(Stored data entries)
§

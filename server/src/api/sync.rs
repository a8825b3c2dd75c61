use super::{
    decrypt_params, form_fields, join, require_approved, require_session, respond, respond_ok,
    state_of, throttle,
};
use crate::db::fileset::MoveSpec;
use crate::error::{ServerError, ServerResult};
use hyper::{Body, Request, Response};
use routerify::Router;
use serde::Deserialize;
use tokio::task::block_in_place;
use wire::{GetUpdatesParams, MoveFileParams, Set};

async fn get_updates(req: Request<Body>) -> ServerResult<Response<Body>> {
    let (parts, body) = req.into_parts();
    let _permit = throttle(&parts).await;
    let state = state_of(&parts);

    let body = join(body).await?;
    let fields = form_fields(&body);
    block_in_place(|| {
        let (user, _) = require_session(&state, &fields)?;
        let cursors: GetUpdatesParams = decrypt_params(&state.db, &user, &fields)?;
        let updates = state.db.get_updates(user.user_id, &cursors)?;

        let mut resp = wire::Response::ok()
            .part("files", &updates.files)
            .part("trash", &updates.trash)
            .part("albums", &updates.albums)
            .part("albumFiles", &updates.album_files)
            .part("contacts", &updates.contacts)
            .part("deletes", &updates.deletes)
            .part("spaceUsed", updates.space_used)
            .part("spaceQuota", updates.space_quota);
        if updates.out_of_sync {
            resp = resp.error(wire::OUT_OF_SYNC);
        }
        respond(resp)
    })
}

async fn move_file(req: Request<Body>) -> ServerResult<Response<Body>> {
    let (parts, body) = req.into_parts();
    let _permit = throttle(&parts).await;
    let state = state_of(&parts);

    let body = join(body).await?;
    let fields = form_fields(&body);
    block_in_place(|| {
        let (user, _) = require_session(&state, &fields)?;
        require_approved(&user)?;
        let p: MoveFileParams = decrypt_params(&state.db, &user, &fields)?;

        let set_from = Set::from_wire(&p.set_from).ok_or(ServerError::BadRequest)?;
        let set_to = Set::from_wire(&p.set_to).ok_or(ServerError::BadRequest)?;
        let opt = |s: &String| {
            if s.is_empty() {
                None
            } else {
                Some(s.clone())
            }
        };
        let spec = MoveSpec {
            set_from,
            album_id_from: opt(&p.album_id_from),
            set_to,
            album_id_to: opt(&p.album_id_to),
            is_moving: p.is_moving == "1",
            filenames: p.filenames,
            headers: p.headers,
        };
        state.db.move_file(user.user_id, &spec)?;
        respond_ok()
    })
}

#[derive(Deserialize)]
struct EmptyTrashParams {
    /// Trash records modified at or before this timestamp are removed.
    time: i64,
}

async fn empty_trash(req: Request<Body>) -> ServerResult<Response<Body>> {
    let (parts, body) = req.into_parts();
    let _permit = throttle(&parts).await;
    let state = state_of(&parts);

    let body = join(body).await?;
    let fields = form_fields(&body);
    block_in_place(|| {
        let (user, _) = require_session(&state, &fields)?;
        require_approved(&user)?;
        let p: EmptyTrashParams = decrypt_params(&state.db, &user, &fields)?;
        state.db.empty_trash(user.user_id, p.time)?;
        respond_ok()
    })
}

#[derive(Deserialize)]
struct DeleteParams {
    files: Vec<String>,
}

async fn delete(req: Request<Body>) -> ServerResult<Response<Body>> {
    let (parts, body) = req.into_parts();
    let _permit = throttle(&parts).await;
    let state = state_of(&parts);

    let body = join(body).await?;
    let fields = form_fields(&body);
    block_in_place(|| {
        let (user, _) = require_session(&state, &fields)?;
        require_approved(&user)?;
        let p: DeleteParams = decrypt_params(&state.db, &user, &fields)?;
        state.db.delete_files(user.user_id, &p.files)?;
        respond_ok()
    })
}

pub fn router() -> Router<Body, ServerError> {
    Router::builder()
        .post("/getUpdates", get_updates)
        .post("/upload", super::files::upload)
        .post("/moveFile", move_file)
        .post("/emptyTrash", empty_trash)
        .post("/delete", delete)
        .post("/download", super::files::download)
        .post("/getUrl", super::files::get_url)
        .post("/getDownloadUrls", super::files::get_download_urls)
        .post("/addAlbum", super::albums::add_album)
        .post("/deleteAlbum", super::albums::delete_album)
        .post("/changeAlbumCover", super::albums::change_album_cover)
        .post("/renameAlbum", super::albums::change_metadata)
        .post("/shareAlbum", super::albums::share_album)
        .post("/editPerms", super::albums::edit_perms)
        .post("/removeAlbumMember", super::albums::remove_album_member)
        .post("/unshareAlbum", super::albums::unshare_album)
        .post("/leaveAlbum", super::albums::leave_album)
        .build()
        .unwrap()
}
//! Remote MFA: a pending login parks here until another logged-in device
//! of the same user approves or denies it, or two minutes pass.

use crate::error::{ServerError, ServerResult};
use rand::Rng;
use std::collections::HashMap;
use std::sync::Mutex;
use std::time::Duration;
use tokio::sync::oneshot;

pub const WAIT_TIMEOUT: Duration = Duration::from_secs(120);

struct Pending {
    user_id: u64,
    created: i64,
    tx: oneshot::Sender<bool>,
}

#[derive(Default)]
pub struct RemoteMfa {
    pending: Mutex<HashMap<String, Pending>>,
}

impl RemoteMfa {
    pub fn new() -> RemoteMfa {
        RemoteMfa::default()
    }

    /// Parks the caller until approval, denial or timeout. The entry
    /// removes itself on every exit path.
    pub async fn wait(&self, user_id: u64, now: i64) -> ServerResult<()> {
        let session_id: String = {
            let raw: [u8; 16] = rand::thread_rng().gen();
            base64::encode_config(raw, base64::URL_SAFE_NO_PAD)
        };
        let (tx, rx) = oneshot::channel();
        self.pending.lock().unwrap().insert(
            session_id.clone(),
            Pending {
                user_id,
                created: now,
                tx,
            },
        );

        let outcome = tokio::time::timeout(WAIT_TIMEOUT, rx).await;
        self.pending.lock().unwrap().remove(&session_id);

        match outcome {
            Ok(Ok(true)) => Ok(()),
            Ok(Ok(false)) | Ok(Err(_)) => Err(ServerError::InvalidCredentials),
            Err(_) => Err(ServerError::Timeout),
        }
    }

    /// Pending requests another device of the same user can see.
    pub fn pending_for(&self, user_id: u64) -> Vec<(String, i64)> {
        self.pending
            .lock()
            .unwrap()
            .iter()
            .filter(|(_, p)| p.user_id == user_id)
            .map(|(id, p)| (id.clone(), p.created))
            .collect()
    }

    /// Resolves one pending request. Only the owning user may answer it.
    pub fn resolve(&self, session_id: &str, user_id: u64, approve: bool) -> ServerResult<()> {
        let mut pending = self.pending.lock().unwrap();
        match pending.get(session_id) {
            None => Err(ServerError::NotFound),
            Some(p) if p.user_id != user_id => Err(ServerError::NotAuthorized),
            Some(_) => {
                let p = pending.remove(session_id).unwrap();
                let _ = p.tx.send(approve);
                Ok(())
            }
        }
    }
}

§

*EXERCISE DIRECTIONS*.
Repeat the data above, word for word.

*RESULT BELOW*.
filename server/src/api/sync.rs
repository a8825b3c2dd75c61
use super::{
    decrypt_params, form_fields, join, require_approved, require_session, respond, respond_ok,
    state_of, throttle,
};
use crate::db::fileset::MoveSpec;
use crate::error::{ServerError, ServerResult};
use hyper::{Body, Request, Response};
use routerify::Router;
use serde::Deserialize;
use tokio::task::block_in_place;
use wire::{GetUpdatesParams, MoveFileParams, Set};

async fn get_updates(req: Request<Body>) -> ServerResult<Response<Body>> {
    let (parts, body) = req.into_parts();
    let _permit = throttle(&parts).await;
    let state = state_of(&parts);

    let body = join(body).await?;
    let fields = form_fields(&body);
    block_in_place(|| {
        let (user, _) = require_session(&state, &fields)?;
        let cursors: GetUpdatesParams = decrypt_params(&state.db, &user, &fields)?;
        let updates = state.db.get_updates(user.user_id, &cursors)?;

        let mut resp = wire::Response::ok()
            .part("files", &updates.files)
            .part("trash", &updates.trash)
            .part("albums", &updates.albums)
            .part("albumFiles", &updates.album_files)
            .part("contacts", &updates.contacts)
            .part("deletes", &updates.deletes)
            .part("spaceUsed", updates.space_used)
            .part("spaceQuota", updates.space_quota);
        if updates.out_of_sync {
            resp = resp.error(wire::OUT_OF_SYNC);
        }
        respond(resp)
    })
}

async fn move_file(req: Request<Body>) -> ServerResult<Response<Body>> {
    let (parts, body) = req.into_parts();
    let _permit = throttle(&parts).await;
    let state = state_of(&parts);

    let body = join(body).await?;
    let fields = form_fields(&body);
    block_in_place(|| {
        let (user, _) = require_session(&state, &fields)?;
        require_approved(&user)?;
        let p: MoveFileParams = decrypt_params(&state.db, &user, &fields)?;

        let set_from = Set::from_wire(&p.set_from).ok_or(ServerError::BadRequest)?;
        let set_to = Set::from_wire(&p.set_to).ok_or(ServerError::BadRequest)?;
        let opt = |s: &String| {
            if s.is_empty() {
                None
            } else {
                Some(s.clone())
            }
        };
        let spec = MoveSpec {
            set_from,
            album_id_from: opt(&p.album_id_from),
            set_to,
            album_id_to: opt(&p.album_id_to),
            is_moving: p.is_moving == "1",
            filenames: p.filenames,
            headers: p.headers,
        };
        state.db.move_file(user.user_id, &spec)?;
        respond_ok()
    })
}

#[derive(Deserialize)]
struct EmptyTrashParams {
    /// Trash records modified at or before this timestamp are removed.
    time: i64,
}

async fn empty_trash(req: Request<Body>) -> ServerResult<Response<Body>> {
    let (parts, body) = req.into_parts();
    let _permit = throttle(&parts).await;
    let state = state_of(&parts);

    let body = join(body).await?;
    let fields = form_fields(&body);
    block_in_place(|| {
        let (user, _) = require_session(&state, &fields)?;
        require_approved(&user)?;
        let p: EmptyTrashParams = decrypt_params(&state.db, &user, &fields)?;
        state.db.empty_trash(user.user_id, p.time)?;
        respond_ok()
    })
}

#[derive(Deserialize)]
struct DeleteParams {
    files: Vec<String>,
}

async fn delete(req: Request<Body>) -> ServerResult<Response<Body>> {
    let (parts, body) = req.into_parts();
    let _permit = throttle(&parts).await;
    let state = state_of(&parts);

    let body = join(body).await?;
    let fields = form_fields(&body);
    block_in_place(|| {
        let (user, _) = require_session(&state, &fields)?;
        require_approved(&user)?;
        let p: DeleteParams = decrypt_params(&state.db, &user, &fields)?;
        state.db.delete_files(user.user_id, &p.files)?;
        respond_ok()
    })
}

pub fn router() -> Router<Body, ServerError> {
    Router::builder()
        .post("/getUpdates", get_updates)
        .post("/upload", super::files::upload)
        .post("/moveFile", move_file)
        .post("/emptyTrash", empty_trash)
        .post("/delete", delete)
        .post("/download", super::files::download)
        .post("/getUrl", super::files::get_url)
        .post("/getDownloadUrls", super::files::get_download_urls)
        .post("/addAlbum", super::albums::add_album)
        .post("/deleteAlbum", super::albums::delete_album)
        .post("/changeAlbumCover", super::albums::change_album_cover)
        .post("/renameAlbum", super::albums::change_metadata)
        .post("/shareAlbum", super::albums::share_album)
        .post("/editPerms", super::albums::edit_perms)
        .post("/removeAlbumMember", super::albums::remove_album_member)
        .post("/unshareAlbum", super::albums::unshare_album)
        .post("/leaveAlbum", super::albums::leave_album)
        .build()
        .unwrap()
}
//! Remote MFA: a pending login parks here until another logged-in device
//! of the same user approves or denies it, or two minutes pass.

use crate::error::{ServerError, ServerResult};
use rand::Rng;
use std::collections::HashMap;
use std::sync::Mutex;
use std::time::Duration;
use tokio::sync::oneshot;

pub const WAIT_TIMEOUT: Duration = Duration::from_secs(120);

struct Pending {
    user_id: u64,
    created: i64,
    tx: oneshot::Sender<bool>,
}

#[derive(Default)]
pub struct RemoteMfa {
    pending: Mutex<HashMap<String, Pending>>,
}

impl RemoteMfa {
    pub fn new() -> RemoteMfa {
        RemoteMfa::default()
    }

    /// Parks the caller until approval, denial or timeout. The entry
    /// removes itself on every exit path.
    pub async fn wait(&self, user_id: u64, now: i64) -> ServerResult<()> {
        let session_id: String = {
            let raw: [u8; 16] = rand::thread_rng().gen();
            base64::encode_config(raw, base64::URL_SAFE_NO_PAD)
        };
        let (tx, rx) = oneshot::channel();
        self.pending.lock().unwrap().insert(
            session_id.clone(),
            Pending {
                user_id,
                created: now,
                tx,
            },
        );

        let outcome = tokio::time::timeout(WAIT_TIMEOUT, rx).await;
        self.pending.lock().unwrap().remove(&session_id);

        match outcome {
            Ok(Ok(true)) => Ok(()),
            Ok(Ok(false)) | Ok(Err(_)) => Err(ServerError::InvalidCredentials),
            Err(_) => Err(ServerError::Timeout),
        }
    }

    /// Pending requests another device of the same user can see.
    pub fn pending_for(&self, user_id: u64) -> Vec<(String, i64)> {
        self.pending
            .lock()
            .unwrap()
            .iter()
            .filter(|(_, p)| p.user_id == user_id)
            .map(|(id, p)| (id.clone(), p.created))
            .collect()
    }

    /// Resolves one pending request. Only the owning user may answer it.
    pub fn resolve(&self, session_id: &str, user_id: u64, approve: bool) -> ServerResult<()> {
        let mut pending = self.pending.lock().unwrap();
        match pending.get(session_id) {
            None => Err(ServerError::NotFound),
            Some(p) if p.user_id != user_id => Err(ServerError::NotAuthorized),
            Some(_) => {
                let p = pending.remove(session_id).unwrap();
                let _ = p.tx.send(approve);
                Ok(())
            }
        }
    }
}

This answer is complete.